Madalena Simas Branco


Member type
Former Members
CIBIO-InBIO, Universidade do Porto, Campus de Vairão, Rua Padre Armando Quintas, 4485-661 Vairão, Portugal

At present, my research interests relate to the analysis of the patterns of populations' genetic structure of several rocky intertidal invertebrates from the Northeast Atlantic and Mediterranean region. A major goal is to investigate how life-history strategies (presence/absence of a state in the life cycle high dispersal ability) interact with the environment (ocean currents, oceanographic fronts, geographic barriers and geomorphological histories) and to what extent these interactions determine the interpopulation relationships, size of distributional areas and, consequently, the evolutionary path of species.

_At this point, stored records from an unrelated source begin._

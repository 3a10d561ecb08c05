//! Static terrain slope.

use async_trait::async_trait;
use crop_common::TimeRange;
use tracing::info;

use super::{ProductPipeline, SLOPE_MEASUREMENT};
use crate::config::BaselineQuery;
use crate::error::Result;
use crate::layer::FlattenedLayer;
use crate::source::{DataSource, Resampling};
use crate::window::flatten_stack;

/// Fill value of the SRTM derivatives product.
pub const SLOPE_NODATA: f32 = -9999.0;

/// Loads the single-date slope layer and emits it as band `slope`.
#[derive(Debug, Clone)]
pub struct SlopePipeline {
    time: TimeRange,
}

impl SlopePipeline {
    pub fn new(time: TimeRange) -> Self {
        Self { time }
    }
}

#[async_trait]
impl ProductPipeline for SlopePipeline {
    fn name(&self) -> &str {
        "slope"
    }

    async fn run(
        &self,
        source: &dyn DataSource,
        baseline: &BaselineQuery,
    ) -> Result<Vec<FlattenedLayer>> {
        let request = baseline
            .request("dem_srtm_deriv", [SLOPE_MEASUREMENT], self.time)
            .with_resampling(Resampling::Bilinear);
        let stack = source
            .load(&request)
            .await?
            .mask_value(SLOPE_NODATA)
            .recode_nodata();

        let layers = flatten_stack(stack, SLOPE_MEASUREMENT)?;
        info!(pipeline = self.name(), layers = layers.len(), "Pipeline complete");
        Ok(layers)
    }
}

The rocky intertidal is occupied by a variety of small invertebrates about which taxonomic information is, vague or even nonexistent. In this context I am interested in the contribution of molecular tools to clarify taxonomic issues. Misidentifications, due to shallow or inaccurate taxonomies, often result in the establishment of erroneous distributional areas. To what extent do these errors affect our perception of biodiversity in some regions? On the other hand, the investigation of patterns of genetic structure of populations of small invertebrates with different dispersal abilities, contributes to a better understanding of biogeographical histories.


The general patterns of the biogeographical history of the Mediterranean are well known. However, a closer look at the literature reveals two major biases:

1) most studies have targeted the European coast of the western Mediterranean basin, and

2) most of these works focuses on fish species, which usually have large dispersal capabilities.


The ongoing investigation ("MED HIST: A slow motion perspective of the biogeographical history of the Mediterranean", financed by FCT, Ref. PTDC/MAR/104169/2008) on the phylogeny and phylogeography of the genus Stenosoma Leach, 1814, with special emphasis on the African coast has revealed new species (Xavier et al. 2011, Zookeys) as well as biogeographic patterns almost unknown (Xavier et al. 2011, Biol. J. Linn. Soc.).